**EXERCISE DESCRIPTION:** The material below holds a span beginning at the line with "pub mod host;" and ending at the line with "pub trait RemoteShell: Send". Quote that span exactly, both ends included, and only that span.

**SUPPLIED MATERIAL:**
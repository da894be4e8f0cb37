use std::sync::Once;

use tracing_subscriber::fmt as tracing_fmt;
use tracing_subscriber::{EnvFilter, prelude::*};

static INIT: Once = Once::new();

/// Build the filter: `RUST_LOG` wins, then the configured level, then `info`.
pub fn env_filter(default_level: &str) -> EnvFilter {
    EnvFilter::try_from_default_env()
        .or_else(|_| EnvFilter::try_new(default_level))
        .unwrap_or_else(|_| EnvFilter::new("info"))
}

/// Install the global subscriber once per process. Later calls are no-ops,
/// so every test may call it.
pub fn init_logging(default_level: &str) {
    INIT.call_once(|| {
        let _ = tracing_subscriber::registry()
            .with(env_filter(default_level))
            .with(tracing_fmt::layer().with_test_writer())
            .try_init();
    });
}
use sat_client::shell::CommandOutput;

use super::{FixtureError, FixtureResult};

/// Turn a non-zero exit status into a [`FixtureError::Command`].
pub fn ensure_status(command: &str, output: CommandOutput) -> FixtureResult<CommandOutput> {
    if output.success() {
        return Ok(output);
    }
    tracing::error!("`{}` exited with {}: {}", command, output.status, output.stderr.trim());
    Err(FixtureError::Command {
        command: command.to_string(),
        status: output.status,
        stderr: output.stderr.trim().to_string(),
    })
}
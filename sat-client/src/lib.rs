pub mod api;
pub mod broker;
pub mod config;
pub mod host;
pub mod provider;
pub mod shell;
pub mod task;
pub mod util;
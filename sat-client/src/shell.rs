//! Remote command execution on managed hosts.

use std::path::PathBuf;

use anyhow::{Context, Result};
use async_trait::async_trait;
use tokio::process::Command;

#[derive(Debug, Clone, PartialEq, Eq, Default)]
pub struct CommandOutput {
    pub status: i32,
    pub stdout: String,
    pub stderr: String,
}

impl CommandOutput {
    pub fn success(&self) -> bool {
        self.status == 0
    }
}

#[async_trait]
pub trait RemoteShell: Send + Sync {
    /// Run `command` through the remote user's shell.
    async fn execute(&self, command: &str) -> Result<CommandOutput>;
}

/// Runs commands with the system `ssh` client, non-interactively.
#[derive(Debug, Clone)]
pub struct SshShell {
    hostname: String,
    username: String,
    identity: Option<PathBuf>,
    connect_timeout_secs: u32,
}

impl SshShell {
    pub fn new(hostname: impl Into<String>, username: impl Into<String>) -> Self {
        Self {
            hostname: hostname.into(),
            username: username.into(),
            identity: None,
            connect_timeout_secs: 30,
        }
    }

    pub fn with_identity(mut self, identity: impl Into<PathBuf>) -> Self {
        self.identity = Some(identity.into());
        self
    }

    pub fn hostname(&self) -> &str {
        &self.hostname
    }

    fn ssh_args(&self, command: &str) -> Vec<String> {
        let mut args = vec![
            "-o".to_string(),
            "BatchMode=yes".to_string(),
            "-o".to_string(),
            "StrictHostKeyChecking=no".to_string(),
            "-o".to_string(),
            format!("ConnectTimeout={}", self.connect_timeout_secs),
        ];
        if let Some(identity) = &self.identity {
            args.push("-i".to_string());
            args.push(identity.display().to_string());
        }
        args.push(format!("{}@{}", self.username, self.hostname));
        args.push(command.to_string());
        args
    }
}

#[async_trait]
impl RemoteShell for SshShell {
    async fn execute(&self, command: &str) -> Result<CommandOutput> {
        tracing::debug!("[{}] $ {}", self.hostname, command);
        let output = Command::new("ssh")
            .args(self.ssh_args(command))
            .output()
            .await
            .with_context(|| format!("Failed to run ssh to {}", self.hostname))?;

        Ok(CommandOutput {
            // killed by signal: no exit code
            status: output.status.code().unwrap_or(-1),
            stdout: String::from_utf8_lossy(&output.stdout).to_string(),
            stderr: String::from_utf8_lossy(&output.stderr).to_string(),
        })
    }
}
use anyhow::{Context, Result, anyhow, bail};
use async_trait::async_trait;
use reqwest::{Client, RequestBuilder};
use serde::{Deserialize, Serialize, de::DeserializeOwned};
use serde_json::{Value, json};
use tracing::debug;

use sat_shared::entities::{
    ActivationKey, ActivationKeySpec, Architecture, ComputeResource, ComputeResourceSpec,
    ContentOverride, ContentView, ContentViewSpec, Domain, DomainSpec, EntityId, EntityKind, Host,
    HostGroup, HostGroupSpec, HostSpec, LifecycleEnvironment, Location, OperatingSystem,
    Organization, PartitionTable, Product, ProductContent, ProductSpec, RedHatRepositorySpec,
    Repository, RepositorySpec, Setting, SmartProxy, Subnet, SubnetSpec,
};
use sat_shared::task::{ForemanTask, TaskRef};

use super::ForemanApi;
use crate::config::{ServerSettings, server_url};

#[derive(Deserialize)]
struct Results<T> {
    results: Vec<T>,
}

#[derive(Deserialize)]
struct RepositorySet {
    id: EntityId,
}

/// JSON-over-HTTPS client for one satellite, authenticated with basic auth.
#[derive(Clone)]
pub struct RestApi {
    client: Client,
    base_url: String,
    hostname: String,
    username: String,
    password: String,
}

impl RestApi {
    pub fn new(
        base_url: impl Into<String>,
        hostname: impl Into<String>,
        username: impl Into<String>,
        password: impl Into<String>,
        verify_ssl: bool,
    ) -> Result<Self> {
        let client = if verify_ssl {
            Client::new()
        } else {
            // lab instances run with self-signed certificates
            Client::builder()
                .danger_accept_invalid_certs(true)
                .build()?
        };
        Ok(Self {
            client,
            base_url: base_url.into(),
            hostname: hostname.into(),
            username: username.into(),
            password: password.into(),
        })
    }

    pub fn from_settings(server: &ServerSettings, hostname: &str) -> Result<Self> {
        Self::new(
            server_url(server, hostname),
            hostname,
            &server.admin_username,
            &server.admin_password,
            server.verify_ssl,
        )
    }

    fn url(&self, path: &str) -> String {
        format!("{}{}", self.base_url, path)
    }

    fn authed(&self, request: RequestBuilder) -> RequestBuilder {
        request.basic_auth(&self.username, Some(&self.password))
    }

    async fn send<T: DeserializeOwned>(&self, request: RequestBuilder, what: &str) -> Result<T> {
        let response = self
            .authed(request)
            .send()
            .await
            .with_context(|| format!("{what}: request failed"))?;
        let status = response.status();
        if !status.is_success() {
            let body = response.text().await.unwrap_or_default();
            bail!("{what}: server answered {status}: {body}");
        }
        response
            .json::<T>()
            .await
            .with_context(|| format!("{what}: unexpected response body"))
    }

    async fn get<T: DeserializeOwned>(&self, path: &str, query: &[(&str, String)]) -> Result<T> {
        debug!("GET {} {:?}", path, query);
        self.send(self.client.get(self.url(path)).query(query), &format!("GET {path}"))
            .await
    }

    async fn post<T: DeserializeOwned, B: Serialize + ?Sized>(&self, path: &str, body: &B) -> Result<T> {
        debug!("POST {}", path);
        self.send(self.client.post(self.url(path)).json(body), &format!("POST {path}"))
            .await
    }

    async fn put<T: DeserializeOwned, B: Serialize + ?Sized>(&self, path: &str, body: &B) -> Result<T> {
        debug!("PUT {}", path);
        self.send(self.client.put(self.url(path)).json(body), &format!("PUT {path}"))
            .await
    }

    async fn search<T: DeserializeOwned>(
        &self,
        path: &str,
        search: &str,
        extra: &[(&str, String)],
    ) -> Result<Vec<T>> {
        let mut query = vec![("search", search.to_string()), ("per_page", "all".to_string())];
        query.extend(extra.iter().cloned());
        let page: Results<T> = self.get(path, &query).await?;
        Ok(page.results)
    }
}

#[async_trait]
impl ForemanApi for RestApi {
    async fn status(&self) -> Result<Value> {
        self.get("/api/status", &[]).await
    }

    async fn create_organization(&self, name: &str) -> Result<Organization> {
        self.post("/api/organizations", &json!({ "organization": { "name": name } }))
            .await
    }

    async fn create_location(&self, name: &str) -> Result<Location> {
        self.post("/api/locations", &json!({ "location": { "name": name } }))
            .await
    }

    async fn delete(&self, kind: EntityKind, id: EntityId) -> Result<()> {
        let path = format!("/api/{}/{}", kind.collection(), id);
        debug!("DELETE {}", path);
        let _: Value = self
            .send(self.client.delete(self.url(&path)), &format!("DELETE {path}"))
            .await?;
        Ok(())
    }

    async fn default_smart_proxy(&self) -> Result<SmartProxy> {
        let proxies: Vec<SmartProxy> = self
            .search("/api/smart_proxies", &format!("name = \"{}\"", self.hostname), &[])
            .await?;
        proxies
            .into_iter()
            .next()
            .ok_or_else(|| anyhow!("No smart proxy named {} found", self.hostname))
    }

    async fn update_smart_proxy_locations(
        &self,
        proxy_id: EntityId,
        location_ids: &[EntityId],
    ) -> Result<SmartProxy> {
        self.put(
            &format!("/api/smart_proxies/{proxy_id}"),
            &json!({ "smart_proxy": { "location_ids": location_ids } }),
        )
        .await
    }

    async fn create_domain(&self, spec: &DomainSpec) -> Result<Domain> {
        self.post("/api/domains", &json!({ "domain": spec })).await
    }

    async fn create_subnet(&self, spec: &SubnetSpec) -> Result<Subnet> {
        self.post("/api/subnets", &json!({ "subnet": spec })).await
    }

    async fn search_architectures(&self, query: &str) -> Result<Vec<Architecture>> {
        self.search("/api/architectures", query, &[]).await
    }

    async fn search_partition_tables(&self, query: &str) -> Result<Vec<PartitionTable>> {
        self.search("/api/ptables", query, &[]).await
    }

    async fn search_operating_systems(&self, query: &str) -> Result<Vec<OperatingSystem>> {
        self.search("/api/operatingsystems", query, &[]).await
    }

    async fn read_operating_system(&self, id: EntityId) -> Result<OperatingSystem> {
        self.get(&format!("/api/operatingsystems/{id}"), &[]).await
    }

    async fn create_compute_resource(&self, spec: &ComputeResourceSpec) -> Result<ComputeResource> {
        self.post("/api/compute_resources", &json!({ "compute_resource": spec }))
            .await
    }

    async fn create_host(&self, spec: &HostSpec) -> Result<Host> {
        self.post("/api/hosts", &json!({ "host": spec })).await
    }

    async fn create_host_group(&self, spec: &HostGroupSpec) -> Result<HostGroup> {
        self.post("/api/hostgroups", &json!({ "hostgroup": spec })).await
    }

    async fn build_pxe_default(&self) -> Result<()> {
        let _: Value = self
            .post("/api/provisioning_templates/build_pxe_default", &json!({}))
            .await?;
        Ok(())
    }

    async fn search_settings(&self, query: &str) -> Result<Vec<Setting>> {
        self.search("/api/settings", query, &[]).await
    }

    async fn update_setting(&self, name: &str, value: &Value) -> Result<Setting> {
        self.put(
            &format!("/api/settings/{name}"),
            &json!({ "setting": { "value": value } }),
        )
        .await
    }

    async fn library_environment(&self, organization_id: EntityId) -> Result<LifecycleEnvironment> {
        let page: Results<LifecycleEnvironment> = self
            .get(
                &format!("/katello/api/organizations/{organization_id}/environments"),
                &[("library", "true".to_string())],
            )
            .await?;
        page.results
            .into_iter()
            .find(|env| env.library)
            .ok_or_else(|| anyhow!("Organization {organization_id} has no Library environment"))
    }

    async fn create_product(&self, spec: &ProductSpec) -> Result<Product> {
        self.post("/katello/api/products", spec).await
    }

    async fn create_repository(&self, spec: &RepositorySpec) -> Result<Repository> {
        self.post("/katello/api/repositories", spec).await
    }

    async fn read_repository(&self, id: EntityId) -> Result<Repository> {
        self.get(&format!("/katello/api/repositories/{id}"), &[]).await
    }

    async fn sync_repository(&self, id: EntityId) -> Result<TaskRef> {
        self.post(&format!("/katello/api/repositories/{id}/sync"), &json!({}))
            .await
    }

    async fn enable_red_hat_repository(&self, spec: &RedHatRepositorySpec) -> Result<EntityId> {
        let org = ("organization_id", spec.organization_id.to_string());

        let products: Vec<Product> = self
            .search(
                "/katello/api/products",
                &format!("name = \"{}\"", spec.product),
                &[org.clone()],
            )
            .await?;
        let product = products
            .first()
            .ok_or_else(|| anyhow!("Product '{}' not found", spec.product))?;

        let sets: Vec<RepositorySet> = self
            .search(
                "/katello/api/repository_sets",
                &format!("name = \"{}\"", spec.reposet),
                &[org.clone(), ("product_id", product.id.to_string())],
            )
            .await?;
        let set = sets
            .first()
            .ok_or_else(|| anyhow!("Repository set '{}' not found", spec.reposet))?;

        let path = format!("/katello/api/repository_sets/{}/enable", set.id);
        let response = self
            .authed(self.client.put(self.url(&path)).json(&json!({
                "basearch": spec.basearch,
                "releasever": spec.releasever,
                "product_id": product.id,
            })))
            .send()
            .await
            .with_context(|| format!("PUT {path}: request failed"))?;
        if !response.status().is_success() {
            let status = response.status();
            let body = response.text().await.unwrap_or_default();
            // enabling twice is not an error for our purposes
            if !body.contains("already been enabled") {
                bail!("PUT {path}: server answered {status}: {body}");
            }
        }

        let repos: Vec<Repository> = self
            .search(
                "/katello/api/repositories",
                &format!("name = \"{}\"", spec.repo),
                &[org],
            )
            .await?;
        repos
            .first()
            .map(|r| r.id)
            .ok_or_else(|| anyhow!("Enabled repository '{}' not found", spec.repo))
    }

    async fn create_content_view(&self, spec: &ContentViewSpec) -> Result<ContentView> {
        self.post("/katello/api/content_views", spec).await
    }

    async fn set_content_view_repositories(
        &self,
        content_view_id: EntityId,
        repository_ids: &[EntityId],
    ) -> Result<ContentView> {
        self.put(
            &format!("/katello/api/content_views/{content_view_id}"),
            &json!({ "repository_ids": repository_ids }),
        )
        .await
    }

    async fn publish_content_view(&self, content_view_id: EntityId) -> Result<TaskRef> {
        self.post(
            &format!("/katello/api/content_views/{content_view_id}/publish"),
            &json!({}),
        )
        .await
    }

    async fn search_content_views(
        &self,
        organization_id: EntityId,
        name: &str,
    ) -> Result<Vec<ContentView>> {
        let page: Results<ContentView> = self
            .get(
                "/katello/api/content_views",
                &[
                    ("organization_id", organization_id.to_string()),
                    ("name", name.to_string()),
                ],
            )
            .await?;
        Ok(page.results)
    }

    async fn create_activation_key(&self, spec: &ActivationKeySpec) -> Result<ActivationKey> {
        self.post("/katello/api/activation_keys", spec).await
    }

    async fn activation_key_product_content(
        &self,
        key_id: EntityId,
    ) -> Result<Vec<ProductContent>> {
        let page: Results<ProductContent> = self
            .get(
                &format!("/katello/api/activation_keys/{key_id}/product_content"),
                &[("content_access_mode_all", "1".to_string())],
            )
            .await?;
        Ok(page.results)
    }

    async fn activation_key_content_override(
        &self,
        key_id: EntityId,
        overrides: &[ContentOverride],
    ) -> Result<()> {
        let _: Value = self
            .put(
                &format!("/katello/api/activation_keys/{key_id}/content_override"),
                &json!({ "content_overrides": overrides }),
            )
            .await?;
        Ok(())
    }

    async fn read_task(&self, id: &str) -> Result<ForemanTask> {
        self.get(&format!("/foreman_tasks/api/tasks/{id}"), &[]).await
    }

    async fn search_tasks(&self, query: &str) -> Result<Vec<ForemanTask>> {
        self.search("/foreman_tasks/api/tasks", query, &[]).await
    }
}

**SOLUTION:**
pub mod host;
pub mod provider;
pub mod shell;
pub mod task;
pub mod util;
filename sat-client/src/shell.rs
//! Remote command execution on managed hosts.

use std::path::PathBuf;

use anyhow::{Context, Result};
use async_trait::async_trait;
use tokio::process::Command;

#[derive(Debug, Clone, PartialEq, Eq, Default)]
pub struct CommandOutput {
    pub status: i32,
    pub stdout: String,
    pub stderr: String,
}

impl CommandOutput {
    pub fn success(&self) -> bool {
        self.status == 0
    }
}

#[async_trait]
pub trait RemoteShell: Send + Sync {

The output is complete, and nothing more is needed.